* To do:
Every line of the material should be output exactly as written.

-------- Excerpted data --------

/// Handle POST /route requests.
async fn route_handler(
    State(state): State<AppState>,
    headers: axum::http::HeaderMap,
    Json(request): Json<RouteRequestDto>,
) -> RouteHttpResponse {
    let request_id = voyage_service_shared::extract_or_generate_request_id(&headers).to_string();

    info!(
        request_id = %request_id,
        start_lat = request.start.lat,
        start_lon = request.start.lon,
        end_lat = request.end.lat,
        end_lon = request.end.lon,
        mode = ?request.mode,
        "handling route request"
    );

    if let Err(problem) = request.validate(&request_id) {
        record_route_failed("validation_error", "voyage-service");
        return RouteHttpResponse::Error(*problem);
    }

    let mode: Mode = request.mode.into();
    let start = Point::new(request.start.lat, request.start.lon);
    let end = Point::new(request.end.lat, request.end.lon);

    let hub_key = voyage_core::nearest_hub(start.lat, start.lon)
        .zip(voyage_core::nearest_hub(end.lat, end.lon))
        .map(|(from_hub, to_hub)| voyage_core::HubKey {
            from_hub: from_hub.to_string(),
            to_hub: to_hub.to_string(),
            mode: mode.into(),
        });

    let cached_snapshot = hub_key.as_ref().and_then(|key| {
        let mut cache = state.route_cache().lock().unwrap();
        cache.get(key).or_else(|| {
            cache.get_reversed(&key.from_hub, &key.to_hub, mode)
        })
    });

    let route = if let Some(snapshot) = cached_snapshot {
        voyage_core::Route {
            mode,
            points: snapshot.points,
            distance_km: snapshot.distance_km,
            skipped_segments: 0,
        }
    } else {
        let state_for_blocking = state.clone();
        let plan_result = tokio::task::spawn_blocking(move || {
            let grid = state_for_blocking.grid();
            plan_route(&grid, start, end, mode)
        })
        .await
        .expect("route planning task did not panic");

        match plan_result {
            Ok(route) => {
                if let Some(key) = hub_key {
                    state
                        .route_cache()
                        .lock()
                        .unwrap()
                        .put(key, (&route).into());
                }
                route
            }
            Err(e) => {
                error!(request_id = %request_id, error = %e, "route planning failed");
                let reason = match &e {
                    voyage_core::Error::OffGrid { .. } => "off_grid",
                    voyage_core::Error::NoPath { .. } | voyage_core::Error::SegmentFailed { .. } => {
                        "no_path"
                    }
                    voyage_core::Error::GridUnavailable { .. } => "grid_unavailable",
                    voyage_core::Error::InvalidRequest { .. } => "validation_error",
                    _ => "internal_error",
                };
                record_route_failed(reason, "voyage-service");
                return RouteHttpResponse::Error(from_core_error(&e, &request_id));
            }
        }
    };

    let config = state.config();
    let weather_source: Arc<dyn voyage_core::WeatherSource> = Arc::new(HttpWeatherSource::new());
    let (samples, weather_error) = if config.enable_route_weather_update {
        sample_path(weather_source, &route.points, config.weather_sample_rate).await
    } else {
        (std::collections::HashMap::new(), None)
    };

    if let Some(err) = &weather_error {
        tracing::warn!(request_id = %request_id, error = %err, "partial weather coverage");
    }
    record_weather_samples(samples.len(), route.points.len().saturating_sub(samples.len()));

    voyage_core::write_through(&state.grid(), &route.points, &samples);

    let avg_weather_index = if samples.is_empty() {
        0.0
    } else {
        samples.values().map(weather_index).sum::<f64>() / samples.len() as f64
    };

    let fuel_metrics = match compute_fuel_metrics(
        &FuelModelConfig::default(),
        route.distance_km,
        mode,
        avg_weather_index,
    ) {
        Ok(metrics) => metrics,
        Err(e) => {
            error!(request_id = %request_id, error = %e, "fuel model rejected route metrics");
            record_route_failed("internal_error", "voyage-service");
            return RouteHttpResponse::Error(from_core_error(&e, &request_id));
        }
    };

    let (_, alert_summary) = build_alerts(&route.points, &samples);

    let mut safety_sum = 0.0;
    let mut fuel_eff_sum = 0.0;
    let mut wind_sum = 0.0;
    let mut wind_max: f64 = 0.0;
    let mut wave_sum = 0.0;
    let mut wave_max: f64 = 0.0;
    let mut temp_sum = 0.0;
    let mut visibility_sum = 0.0;
    for weather in samples.values() {
        let cell = Cell {
            lat: 0.0,
            lon: 0.0,
            is_land: false,
            obstacle: false,
            zone: None,
            weather: Some(*weather),
        };
        safety_sum += safety_score(&cell);
        fuel_eff_sum += fuel_efficiency_score(&cell);
        wind_sum += weather.wind_speed;
        wind_max = wind_max.max(weather.wind_speed);
        wave_sum += weather.wave_height;
        wave_max = wave_max.max(weather.wave_height);
        temp_sum += weather.temperature;
        visibility_sum += weather.visibility;
    }
    let sample_count = samples.len().max(1) as f64;
    let safety_percentage = if samples.is_empty() {
        100.0
    } else {
        (safety_sum / sample_count) * 100.0
    };
    let fuel_efficiency_percentage = if samples.is_empty() {
        100.0
    } else {
        (fuel_eff_sum / sample_count) * 100.0
    };

    let path: Vec<PathPointDto> = route
        .points
        .iter()
        .enumerate()
        .map(|(idx, p)| PathPointDto {
            lat: p.lat,
            lon: p.lon,
            weather: samples.get(&idx).copied(),
        })
        .collect();

    let speed_knots = mode.speed_knots();
    let response = RouteResponse {
        success: true,
        mode,
        path,
        total_distance_km: route.distance_km,
        total_time_hours: fuel_metrics.duration_hours,
        fuel_consumption: FuelConsumptionDto {
            total_tons: fuel_metrics.total_tons,
            main_engine_tons: fuel_metrics.main_engine_tons,
            auxiliary_tons: fuel_metrics.auxiliary_tons,
            total_cost_usd: fuel_metrics.total_cost_usd,
            breakdown: fuel_metrics.breakdown,
        },
        duration: DurationDto {
            hours: fuel_metrics.duration_hours,
            days: fuel_metrics.duration_hours / 24.0,
            avg_speed_knots: speed_knots,
            avg_speed_kmh: speed_knots * 1.852,
        },
        safety_percentage,
        fuel_efficiency_percentage,
        weather_stats: WeatherStatsDto {
            avg_wind_speed: if samples.is_empty() { 0.0 } else { wind_sum / sample_count },
            max_wind_speed: wind_max,
            avg_wave_height: if samples.is_empty() { 0.0 } else { wave_sum / sample_count },
            max_wave_height: wave_max,
            avg_temperature: if samples.is_empty() { 0.0 } else { temp_sum / sample_count },
            avg_visibility: if samples.is_empty() { 0.0 } else { visibility_sum / sample_count },
            data_coverage: if route.points.is_empty() {
                0.0
            } else {
                (samples.len() as f64 / route.points.len() as f64) * 100.0
            },
        },
        alerts: AlertsDto {
            critical: alert_summary.critical,
            high: alert_summary.high,
            moderate: alert_summary.moderate,
            total_count: alert_summary.total_count(),
            has_critical: alert_summary.has_critical(),
            has_high: alert_summary.has_high(),
        },
        style: style_for_mode(mode),
        thresholds: ThresholdsDto::default(),
        calculated_at: chrono::Utc::now().to_rfc3339(),
    };

    record_route_calculated(mode_label(mode), "voyage-service");
    record_route_distance_km(response.total_distance_km, mode_label(mode));

    info!(
        request_id = %request_id,
        distance_km = response.total_distance_km,
        skipped_segments = route.skipped_segments,
        "route computed successfully"
    );

    RouteHttpResponse::Success(ServiceResponse::new(response))
}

--------

* Task result:
/// Handle POST /route requests.
async fn route_handler(
    State(state): State<AppState>,
    headers: axum::http::HeaderMap,
    Json(request): Json<RouteRequestDto>,
) -> RouteHttpResponse {
    let request_id = voyage_service_shared::extract_or_generate_request_id(&headers).to_string();

    info!(
        request_id = %request_id,
        start_lat = request.start.lat,
        start_lon = request.start.lon,
        end_lat = request.end.lat,
        end_lon = request.end.lon,
        mode = ?request.mode,
        "handling route request"
    );

    if let Err(problem) = request.validate(&request_id) {
        record_route_failed("validation_error", "voyage-service");
        return RouteHttpResponse::Error(*problem);
    }

    let mode: Mode = request.mode.into();
    let start = Point::new(request.start.lat, request.start.lon);
    let end = Point::new(request.end.lat, request.end.lon);

    let hub_key = voyage_core::nearest_hub(start.lat, start.lon)
        .zip(voyage_core::nearest_hub(end.lat, end.lon))
        .map(|(from_hub, to_hub)| voyage_core::HubKey {
            from_hub: from_hub.to_string(),
            to_hub: to_hub.to_string(),
            mode: mode.into(),
        });

    let cached_snapshot = hub_key.as_ref().and_then(|key| {
        let mut cache = state.route_cache().lock().unwrap();
        cache.get(key).or_else(|| {
            cache.get_reversed(&key.from_hub, &key.to_hub, mode)
        })
    });

    let route = if let Some(snapshot) = cached_snapshot {
        voyage_core::Route {
            mode,
            points: snapshot.points,
            distance_km: snapshot.distance_km,
            skipped_segments: 0,
        }
    } else {
        let state_for_blocking = state.clone();
        let plan_result = tokio::task::spawn_blocking(move || {
            let grid = state_for_blocking.grid();
            plan_route(&grid, start, end, mode)
        })
        .await
        .expect("route planning task did not panic");

        match plan_result {
            Ok(route) => {
                if let Some(key) = hub_key {
                    state
                        .route_cache()
                        .lock()
                        .unwrap()
                        .put(key, (&route).into());
                }
                route
            }
            Err(e) => {
                error!(request_id = %request_id, error = %e, "route planning failed");
                let reason = match &e {
                    voyage_core::Error::OffGrid { .. } => "off_grid",
                    voyage_core::Error::NoPath { .. } | voyage_core::Error::SegmentFailed { .. } => {
                        "no_path"
                    }
                    voyage_core::Error::GridUnavailable { .. } => "grid_unavailable",
                    voyage_core::Error::InvalidRequest { .. } => "validation_error",
                    _ => "internal_error",
                };
                record_route_failed(reason, "voyage-service");
                return RouteHttpResponse::Error(from_core_error(&e, &request_id));
            }
        }
    };

    let config = state.config();
    let weather_source: Arc<dyn voyage_core::WeatherSource> = Arc::new(HttpWeatherSource::new());
    let (samples, weather_error) = if config.enable_route_weather_update {
        sample_path(weather_source, &route.points, config.weather_sample_rate).await
    } else {
        (std::collections::HashMap::new(), None)
    };

    if let Some(err) = &weather_error {
        tracing::warn!(request_id = %request_id, error = %err, "partial weather coverage");
    }
    record_weather_samples(samples.len(), route.points.len().saturating_sub(samples.len()));

    voyage_core::write_through(&state.grid(), &route.points, &samples);

    let avg_weather_index = if samples.is_empty() {
        0.0
    } else {
        samples.values().map(weather_index).sum::<f64>() / samples.len() as f64
    };

    let fuel_metrics = match compute_fuel_metrics(
        &FuelModelConfig::default(),
        route.distance_km,
        mode,
        avg_weather_index,
    ) {
        Ok(metrics) => metrics,
        Err(e) => {
            error!(request_id = %request_id, error = %e, "fuel model rejected route metrics");
            record_route_failed("internal_error", "voyage-service");
            return RouteHttpResponse::Error(from_core_error(&e, &request_id));
        }
    };

    let (_, alert_summary) = build_alerts(&route.points, &samples);

    let mut safety_sum = 0.0;
    let mut fuel_eff_sum = 0.0;
    let mut wind_sum = 0.0;
    let mut wind_max: f64 = 0.0;
    let mut wave_sum = 0.0;
    let mut wave_max: f64 = 0.0;
    let mut temp_sum = 0.0;
    let mut visibility_sum = 0.0;
    for weather in samples.values() {
        let cell = Cell {
            lat: 0.0,
            lon: 0.0,
            is_land: false,
            obstacle: false,
            zone: None,
            weather: Some(*weather),
        };
        safety_sum += safety_score(&cell);
        fuel_eff_sum += fuel_efficiency_score(&cell);
        wind_sum += weather.wind_speed;
        wind_max = wind_max.max(weather.wind_speed);
        wave_sum += weather.wave_height;
        wave_max = wave_max.max(weather.wave_height);
        temp_sum += weather.temperature;
        visibility_sum += weather.visibility;
    }
    let sample_count = samples.len().max(1) as f64;
    let safety_percentage = if samples.is_empty() {
        100.0
    } else {
        (safety_sum / sample_count) * 100.0
    };
    let fuel_efficiency_percentage = if samples.is_empty() {
        100.0
    } else {
        (fuel_eff_sum / sample_count) * 100.0
    };

    let path: Vec<PathPointDto> = route
        .points
        .iter()
        .enumerate()
        .map(|(idx, p)| PathPointDto {
            lat: p.lat,
            lon: p.lon,
            weather: samples.get(&idx).copied(),
        })
        .collect();

    let speed_knots = mode.speed_knots();
    let response = RouteResponse {
        success: true,
        mode,
        path,
        total_distance_km: route.distance_km,
        total_time_hours: fuel_metrics.duration_hours,
        fuel_consumption: FuelConsumptionDto {
            total_tons: fuel_metrics.total_tons,
            main_engine_tons: fuel_metrics.main_engine_tons,
            auxiliary_tons: fuel_metrics.auxiliary_tons,
            total_cost_usd: fuel_metrics.total_cost_usd,
            breakdown: fuel_metrics.breakdown,
        },
        duration: DurationDto {
            hours: fuel_metrics.duration_hours,
            days: fuel_metrics.duration_hours / 24.0,
            avg_speed_knots: speed_knots,
            avg_speed_kmh: speed_knots * 1.852,
        },
        safety_percentage,
        fuel_efficiency_percentage,
        weather_stats: WeatherStatsDto {
            avg_wind_speed: if samples.is_empty() { 0.0 } else { wind_sum / sample_count },
            max_wind_speed: wind_max,
            avg_wave_height: if samples.is_empty() { 0.0 } else { wave_sum / sample_count },
            max_wave_height: wave_max,
            avg_temperature: if samples.is_empty() { 0.0 } else { temp_sum / sample_count },
            avg_visibility: if samples.is_empty() { 0.0 } else { visibility_sum / sample_count },
            data_coverage: if route.points.is_empty() {
                0.0
            } else {
                (samples.len() as f64 / route.points.len() as f64) * 100.0
            },
        },
        alerts: AlertsDto {
            critical: alert_summary.critical,
            high: alert_summary.high,
            moderate: alert_summary.moderate,
            total_count: alert_summary.total_count(),
            has_critical: alert_summary.has_critical(),
            has_high: alert_summary.has_high(),
        },
        style: style_for_mode(mode),
        thresholds: ThresholdsDto::default(),
        calculated_at: chrono::Utc::now().to_rfc3339(),
    };

    record_route_calculated(mode_label(mode), "voyage-service");
    record_route_distance_km(response.total_distance_km, mode_label(mode));

    info!(
        request_id = %request_id,
        distance_km = response.total_distance_km,
        skipped_segments = route.skipped_segments,
        "route computed successfully"
    );

    RouteHttpResponse::Success(ServiceResponse::new(response))
}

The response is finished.